| 31 May 2025 |
emily | there's a reason we backport their updates to stable even when they're backwards-incompatible | 23:54:58 |
| 1 Jun 2025 |
Arian | I was wondering. Could we reduce our AWS egress bill by having Hydra directly warm the fastly cache? Then we don't need to pay money for fastly fetching from S3 for the first time. | 10:39:02 |
Arian | We can still keep S3 for archival. As ingress is free. But it would remove the egress fees AWS currently charges | 10:40:03 |
Arian | This could literally be a fastly script that first fetches from the store hosted by the Hydra coördinator and if the file is not on disk falls back to S3 | 10:41:35 |
Arian | It seems too simple to not have been tried before. Is there something I'm missing here? | 10:42:07 |
Vladimír Čunát | It surprises me that Fastly supports pushing into their cache. | 10:43:14 |
Arian | I'm not saying we should push. I'm saying fastly should fetch from hydra instead of s3. And only fetch to s3 when hydra returns a 404 | 10:43:44 |
emily | I guess the question is just whether Hydra can handle that load. and also how big its pipe to Fastly is? | 11:34:16 |
edef | In reply to @arianvp:matrix.org I'm not saying we should push. I'm saying fastly should fetch from hydra instead of s3. And only fetch to s3 when hydra returns a 404 we could alternatively finish the Tigris story / move more towards s3 as pure archival storage | 11:35:31 |
edef | both tigris and r2 are free egress, the norm is changing gradually | 11:36:06 |
Arian | In reply to @emilazy:matrix.org I guess the question is just whether Hydra can handle that load. and also how big its pipe to Fastly is? It is already handling that load though? It's uploading to S3 after all. | 11:41:11 |
toonn | That load would be almost doubling, no? | 11:48:45 |
edef | no, we could run the pipeline through fastly, if we wanted to | 11:49:13 |
edef | we can fetch into s3 on the aws side, pulling from fastly | 11:50:12 |
edef | whether that is wise is another question, but we can definitely do it | 11:50:27 |
edef | mostly it is isomorphic to having hydra have a more-local / free-egress storage service | 11:51:49 |
edef | and using s3 mostly as archival storage | 11:52:05 |
toonn | That's certainly better than Hydra pushing to S3 and Fastly pulling from it preferentially but won't most of the Fastly cache still be clobbered by the S3 requests? So in the end Fastly would fetch many things from Hydra twice still? | 12:29:43 |
flokli | We can also do the push through thing.
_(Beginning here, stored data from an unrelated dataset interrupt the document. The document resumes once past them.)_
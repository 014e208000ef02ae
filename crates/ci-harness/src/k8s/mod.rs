//! Kubernetes integration module.
//!
//! The main components are:
//! - [`ManifestDocument`]: a parsed resource body tagged by [`ManifestKind`]
//! - [`ClusterApi`]: the cluster operations the harness needs, implemented by [`ClusterClient`]
//! - [`ResourceManager`]: apply, upsert and delete over a [`ClusterApi`]
//! - [`PodReadinessPoller`]: waits until a job's pods are Running and Ready

pub(crate) mod client;
pub(crate) mod lifecycle;
pub(crate) mod manifest;
#[cfg(test)]
pub(crate) mod mock;
pub(crate) mod readiness;

pub use client::ClusterApi;
pub use client::ClusterClient;
pub use client::KubeApiError;
pub use lifecycle::ResourceManager;
pub use manifest::read_manifest_file;
pub use manifest::write_manifest_file;
pub use manifest::ManifestDocument;
pub use manifest::ManifestKind;
pub use readiness::PodReadinessPoller;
So instead of hydra uploading to fastly or s3 directly, it'd send to a http daemon that uploads to both places | 13:47:44 |
flokli | It gives nicer control over the import path | 13:48:01 |
edef | yes, these are all essentially identical in terms of dataflow | 13:48:06 |
flokli | * It gives nicer control over the upload path | 13:48:12 |
edef | * yes, these are all essentially identical in terms of bulk data flow | 13:48:20 |
edef | or well, we would be spending twice the hetzner bandwidth if we go to both | 13:48:57 |
edef | mostly it depends on how much annoying orchestration we want to have | 13:49:16 |
edef | * mostly it depends on how much annoying orchestration and consistency trickery we want to have | 13:49:29 |
flokli | I assumed network bandwidth egressing from Hetzner is not the bottleneck | 13:51:01 |
hexa | it is not | 13:51:12 |
edef | it's not, no | 13:51:15 |
edef | so like, for the most part you can do anything to the NAR datapath | 13:52:06 |